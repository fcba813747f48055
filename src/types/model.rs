/// Semantic model: a static type for every expression node of a program.
///
/// Built once, in full, over the tree as parsed. Later passes read it through
/// `TypeResolver` and never trigger re-resolution, so ids introduced after the
/// build resolve to `Type::Unknown`.
use std::collections::HashMap;

use tracing::trace;

use super::Type;
use crate::ast::{BinOp, Expr, ExprKind, Literal, NodeId, Program, Stmt, UnaryOp};

/// Read-only type queries against an already-computed model.
pub trait TypeResolver {
    fn type_of(&self, expr: &Expr) -> Type;
}

#[derive(Debug, Default)]
pub struct SemanticModel {
    types: HashMap<NodeId, Type>,
}

impl SemanticModel {
    pub fn build(program: &Program) -> Self {
        let mut builder = ModelBuilder {
            types: HashMap::new(),
            scopes: vec![HashMap::new()],
        };
        for stmt in &program.stmts {
            builder.stmt(stmt);
        }
        trace!(nodes = builder.types.len(), "semantic model built");
        SemanticModel {
            types: builder.types,
        }
    }

    pub fn len(&self) -> usize {
        self.types.len()
    }

    pub fn is_empty(&self) -> bool {
        self.types.is_empty()
    }
}

impl TypeResolver for SemanticModel {
    fn type_of(&self, expr: &Expr) -> Type {
        self.types.get(&expr.id).cloned().unwrap_or(Type::Unknown)
    }
}

struct ModelBuilder {
    types: HashMap<NodeId, Type>,
    /// Innermost scope last.
    scopes: Vec<HashMap<String, Type>>,
}

impl ModelBuilder {
    fn declare(&mut self, name: &str, ty: Type) {
        if let Some(scope) = self.scopes.last_mut() {
            scope.insert(name.to_string(), ty);
        }
    }

    fn lookup(&self, name: &str) -> Type {
        self.scopes
            .iter()
            .rev()
            .find_map(|scope| scope.get(name).cloned())
            .unwrap_or(Type::Unknown)
    }

    fn scoped(&mut self, f: impl FnOnce(&mut Self)) {
        self.scopes.push(HashMap::new());
        f(self);
        self.scopes.pop();
    }

    fn stmt(&mut self, stmt: &Stmt) {
        match stmt {
            Stmt::Local { ty, name, init, .. } => {
                let init_ty = init.as_ref().map(|e| self.expr(e));
                let declared = match (ty, init_ty) {
                    (Some(ty), _) => Type::from_type_expr(ty),
                    (None, Some(init_ty)) => init_ty,
                    (None, None) => Type::Unknown,
                };
                self.declare(name, declared);
            }
            Stmt::Assign(target, value) => {
                self.expr(target);
                self.expr(value);
            }
            Stmt::Expr(expr) => {
                self.expr(expr);
            }
            Stmt::Block(stmts) => self.scoped(|b| {
                for s in stmts {
                    b.stmt(s);
                }
            }),
            Stmt::If {
                cond,
                then_branch,
                else_branch,
            } => {
                self.expr(cond);
                self.scoped(|b| b.stmt(then_branch));
                if let Some(else_branch) = else_branch {
                    self.scoped(|b| b.stmt(else_branch));
                }
            }
            Stmt::Foreach {
                ty,
                name,
                iter,
                body,
            } => {
                let iter_ty = self.expr(iter);
                let var_ty = match ty {
                    Some(ty) => Type::from_type_expr(ty),
                    None => iter_ty.element(),
                };
                self.scoped(|b| {
                    b.declare(name, var_ty);
                    b.stmt(body);
                });
            }
        }
    }

    /// Infer, record and return the type of `expr` and of all its descendants.
    fn expr(&mut self, expr: &Expr) -> Type {
        let ty = match &expr.kind {
            ExprKind::Missing => Type::Unknown,
            ExprKind::Literal(lit) => match lit {
                Literal::Int(_) => Type::Int,
                Literal::Double(_) => Type::Double,
                Literal::Str(_) => Type::Str,
                Literal::Char(_) => Type::Char,
                Literal::Bool(_) => Type::Bool,
                Literal::Null => Type::Unknown,
            },
            ExprKind::Ident(name) => self.lookup(name),
            ExprKind::Paren(inner) => self.expr(inner),
            ExprKind::Unary(op, operand) => {
                let operand_ty = self.expr(operand);
                match op {
                    UnaryOp::Neg if operand_ty == Type::Char => Type::Int,
                    UnaryOp::Neg if operand_ty.is_numeric() => operand_ty,
                    UnaryOp::Not if operand_ty == Type::Bool => Type::Bool,
                    _ => Type::Unknown,
                }
            }
            ExprKind::Binary(op, left, right) => {
                let left_ty = self.expr(left);
                let right_ty = self.expr(right);
                if left.is_missing() || right.is_missing() {
                    Type::Unknown
                } else {
                    binary_type(*op, &left_ty, &right_ty)
                }
            }
            ExprKind::Member(receiver, name) => {
                let receiver_ty = self.expr(receiver);
                match (&receiver_ty, name.as_str()) {
                    (Type::List(_), "Count") => Type::Int,
                    (Type::Array(_) | Type::Str, "Length") => Type::Int,
                    _ => Type::Unknown,
                }
            }
            ExprKind::Call(callee, args) => {
                for arg in args {
                    self.expr(arg);
                }
                self.expr(callee);
                // No method or delegate signatures are modelled besides `ToString()`.
                match &callee.kind {
                    ExprKind::Member(_, name) if name == "ToString" && args.is_empty() => {
                        Type::Str
                    }
                    _ => Type::Unknown,
                }
            }
            ExprKind::Index(receiver, args) => {
                let receiver_ty = self.expr(receiver);
                let arg_tys: Vec<Type> = args.iter().map(|a| self.expr(a)).collect();
                match arg_tys.as_slice() {
                    [Type::Int] => receiver_ty.element(),
                    _ => Type::Unknown,
                }
            }
            ExprKind::New { ty, args, init } => {
                for e in args.iter().flatten().chain(init.iter().flatten()) {
                    self.expr(e);
                }
                Type::from_type_expr(ty)
            }
        };
        self.types.insert(expr.id, ty.clone());
        ty
    }
}

fn binary_type(op: BinOp, left: &Type, right: &Type) -> Type {
    match op {
        BinOp::Add if *left == Type::Str || *right == Type::Str => Type::Str,
        BinOp::Add | BinOp::Sub | BinOp::Mul | BinOp::Div | BinOp::Rem => {
            match (left, right) {
                (Type::Double, r) if r.is_numeric() => Type::Double,
                (l, Type::Double) if l.is_numeric() => Type::Double,
                (l, r) if l.is_numeric() && r.is_numeric() => Type::Int,
                _ => Type::Unknown,
            }
        }
        BinOp::Lt | BinOp::Gt | BinOp::Lte | BinOp::Gte => {
            if left.is_numeric() && right.is_numeric() {
                Type::Bool
            } else {
                Type::Unknown
            }
        }
        BinOp::Eq | BinOp::Neq => Type::Bool,
        BinOp::And | BinOp::Or => {
            if *left == Type::Bool && *right == Type::Bool {
                Type::Bool
            } else {
                Type::Unknown
            }
        }
    }
}

#[cfg(test)]
mod tests {
    use super::*;
    use crate::source::parse_source;

    fn local_types(src: &str) -> Vec<Type> {
        let program = parse_source(src).expect("parse failed");
        let model = SemanticModel::build(&program);
        program
            .stmts
            .iter()
            .filter_map(|s| match s {
                Stmt::Local { init: Some(e), .. } => Some(model.type_of(e)),
                _ => None,
            })
            .collect()
    }

    #[test]
    fn arithmetic_promotes_to_double() {
        assert_eq!(
            local_types("var a = 1 + 2; var b = 1 + 2.5; var c = 'a' + 1;"),
            vec![Type::Int, Type::Double, Type::Int]
        );
    }

    #[test]
    fn string_concatenation_wins() {
        assert_eq!(local_types("var s = 1 + \"x\";"), vec![Type::Str]);
    }

    #[test]
    fn ids_added_after_build_are_unknown() {
        let program = parse_source("var a = 1;").expect("parse failed");
        let model = SemanticModel::build(&program);
        let stranger = Expr {
            id: program.next_id + 10,
            line: 1,
            col: 1,
            kind: ExprKind::Literal(Literal::Int(3)),
        };
        assert_eq!(model.type_of(&stranger), Type::Unknown);
    }
}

========

__EXERCISE GOAL__. For every line in the material, write out an exact copy.

__ANSWER__.
repository fcba813747f48055
filename src/types/model.rs
/// Semantic model: a static type for every expression node of a program.
///
/// Built once, in full, over the tree as parsed. Later passes read it through
/// `TypeResolver` and never trigger re-resolution, so ids introduced after the
/// build resolve to `Type::Unknown`.
use std::collections::HashMap;

use tracing::trace;

use super::Type;
use crate::ast::{BinOp, Expr, ExprKind, Literal, NodeId, Program, Stmt, UnaryOp};

/// Read-only type queries against an already-computed model.
pub trait TypeResolver {
    fn type_of(&self, expr: &Expr) -> Type;
}

#[derive(Debug, Default)]
pub struct SemanticModel {
    types: HashMap<NodeId, Type>,
}

impl SemanticModel {
    pub fn build(program: &Program) -> Self {
        let mut builder = ModelBuilder {
            types: HashMap::new(),
            scopes: vec![HashMap::new()],
        };
        for stmt in &program.stmts {
            builder.stmt(stmt);
        }
        trace!(nodes = builder.types.len(), "semantic model built");
        SemanticModel {
            types: builder.types,
        }
    }

    pub fn len(&self) -> usize {
        self.types.len()
    }

    pub fn is_empty(&self) -> bool {
        self.types.is_empty()
    }
}

impl TypeResolver for SemanticModel {
    fn type_of(&self, expr: &Expr) -> Type {
        self.types.get(&expr.id).cloned().unwrap_or(Type::Unknown)
    }
}

struct ModelBuilder {
    types: HashMap<NodeId, Type>,
    /// Innermost scope last.
    scopes: Vec<HashMap<String, Type>>,
}

impl ModelBuilder {
    fn declare(&mut self, name: &str, ty: Type) {
        if let Some(scope) = self.scopes.last_mut() {
            scope.insert(name.to_string(), ty);
        }
    }

    fn lookup(&self, name: &str) -> Type {
        self.scopes
            .iter()
            .rev()
            .find_map(|scope| scope.get(name).cloned())
            .unwrap_or(Type::Unknown)
    }

    fn scoped(&mut self, f: impl FnOnce(&mut Self)) {
        self.scopes.push(HashMap::new());
        f(self);
        self.scopes.pop();
    }

    fn stmt(&mut self, stmt: &Stmt) {
        match stmt {
            Stmt::Local { ty, name, init, .. } => {
                let init_ty = init.as_ref().map(|e| self.expr(e));
                let declared = match (ty, init_ty) {
                    (Some(ty), _) => Type::from_type_expr(ty),
                    (None, Some(init_ty)) => init_ty,
                    (None, None) => Type::Unknown,
                };
                self.declare(name, declared);
            }
            Stmt::Assign(target, value) => {
                self.expr(target);
                self.expr(value);
            }
            Stmt::Expr(expr) => {
                self.expr(expr);
            }
            Stmt::Block(stmts) => self.scoped(|b| {
                for s in stmts {
                    b.stmt(s);
                }
            }),
            Stmt::If {
                cond,
                then_branch,
                else_branch,
            } => {
                self.expr(cond);
                self.scoped(|b| b.stmt(then_branch));
                if let Some(else_branch) = else_branch {
                    self.scoped(|b| b.stmt(else_branch));
                }
            }
            Stmt::Foreach {
                ty,
                name,
                iter,
                body,
            } => {
                let iter_ty = self.expr(iter);
                let var_ty = match ty {
                    Some(ty) => Type::from_type_expr(ty),
                    None => iter_ty.element(),
                };
                self.scoped(|b| {
                    b.declare(name, var_ty);
                    b.stmt(body);
                });
            }
        }
    }

    /// Infer, record and return the type of `expr` and of all its descendants.
    fn expr(&mut self, expr: &Expr) -> Type {
        let ty = match &expr.kind {
            ExprKind::Missing => Type::Unknown,
            ExprKind::Literal(lit) => match lit {
                Literal::Int(_) => Type::Int,
                Literal::Double(_) => Type::Double,
                Literal::Str(_) => Type::Str,
                Literal::Char(_) => Type::Char,
                Literal::Bool(_) => Type::Bool,
                Literal::Null => Type::Unknown,
            },
            ExprKind::Ident(name) => self.lookup(name),
            ExprKind::Paren(inner) => self.expr(inner),
            ExprKind::Unary(op, operand) => {
                let operand_ty = self.expr(operand);
                match op {
                    UnaryOp::Neg if operand_ty == Type::Char => Type::Int,
                    UnaryOp::Neg if operand_ty.is_numeric() => operand_ty,
                    UnaryOp::Not if operand_ty == Type::Bool => Type::Bool,
                    _ => Type::Unknown,
                }
            }
            ExprKind::Binary(op, left, right) => {
                let left_ty = self.expr(left);
                let right_ty = self.expr(right);
                if left.is_missing() || right.is_missing() {
                    Type::Unknown
                } else {
                    binary_type(*op, &left_ty, &right_ty)
                }
            }
            ExprKind::Member(receiver, name) => {
                let receiver_ty = self.expr(receiver);
                match (&receiver_ty, name.as_str()) {
                    (Type::List(_), "Count") => Type::Int,
                    (Type::Array(_) | Type::Str, "Length") => Type::Int,
                    _ => Type::Unknown,
                }
            }
            ExprKind::Call(callee, args) => {
                for arg in args {
                    self.expr(arg);
                }
                self.expr(callee);
                // No method or delegate signatures are modelled besides `ToString()`.
                match &callee.kind {
                    ExprKind::Member(_, name) if name == "ToString" && args.is_empty() => {
                        Type::Str
                    }
                    _ => Type::Unknown,
                }
            }
            ExprKind::Index(receiver, args) => {
                let receiver_ty = self.expr(receiver);
                let arg_tys: Vec<Type> = args.iter().map(|a| self.expr(a)).collect();
                match arg_tys.as_slice() {
                    [Type::Int] => receiver_ty.element(),
                    _ => Type::Unknown,
                }
            }
            ExprKind::New { ty, args, init } => {
                for e in args.iter().flatten().chain(init.iter().flatten()) {
                    self.expr(e);
                }
                Type::from_type_expr(ty)
            }
        };
        self.types.insert(expr.id, ty.clone());
        ty
    }
}

fn binary_type(op: BinOp, left: &Type, right: &Type) -> Type {
    match op {
        BinOp::Add if *left == Type::Str || *right == Type::Str => Type::Str,
        BinOp::Add | BinOp::Sub | BinOp::Mul | BinOp::Div | BinOp::Rem => {
            match (left, right) {
                (Type::Double, r) if r.is_numeric() => Type::Double,
                (l, Type::Double) if l.is_numeric() => Type::Double,
                (l, r) if l.is_numeric() && r.is_numeric() => Type::Int,
                _ => Type::Unknown,
            }
        }
        BinOp::Lt | BinOp::Gt | BinOp::Lte | BinOp::Gte => {
            if left.is_numeric() && right.is_numeric() {
                Type::Bool
            } else {
                Type::Unknown
            }
        }
        BinOp::Eq | BinOp::Neq => Type::Bool,
        BinOp::And | BinOp::Or => {
            if *left == Type::Bool && *right == Type::Bool {
                Type::Bool
            } else {
                Type::Unknown
            }
        }
    }
}

#[cfg(test)]
mod tests {
    use super::*;
    use crate::source::parse_source;

    fn local_types(src: &str) -> Vec<Type> {
        let program = parse_source(src).expect("parse failed");
        let model = SemanticModel::build(&program);
        program
            .stmts
            .iter()
            .filter_map(|s| match s {
                Stmt::Local { init: Some(e), .. } => Some(model.type_of(e)),
                _ => None,
            })
            .collect()
    }

    #[test]
    fn arithmetic_promotes_to_double() {
        assert_eq!(
            local_types("var a = 1 + 2; var b = 1 + 2.5; var c = 'a' + 1;"),
            vec![Type::Int, Type::Double, Type::Int]
        );
    }

    #[test]
    fn string_concatenation_wins() {
        assert_eq!(local_types("var s = 1 + \"x\";"), vec![Type::Str]);
    }

    #[test]
    fn ids_added_after_build_are_unknown() {
        let program = parse_source("var a = 1;").expect("parse failed");
        let model = SemanticModel::build(&program);
        let stranger = Expr {
            id: program.next_id + 10,
            line: 1,
            col: 1,
            kind: ExprKind::Literal(Literal::Int(3)),
        };
        assert_eq!(model.type_of(&stranger), Type::Unknown);
    }
}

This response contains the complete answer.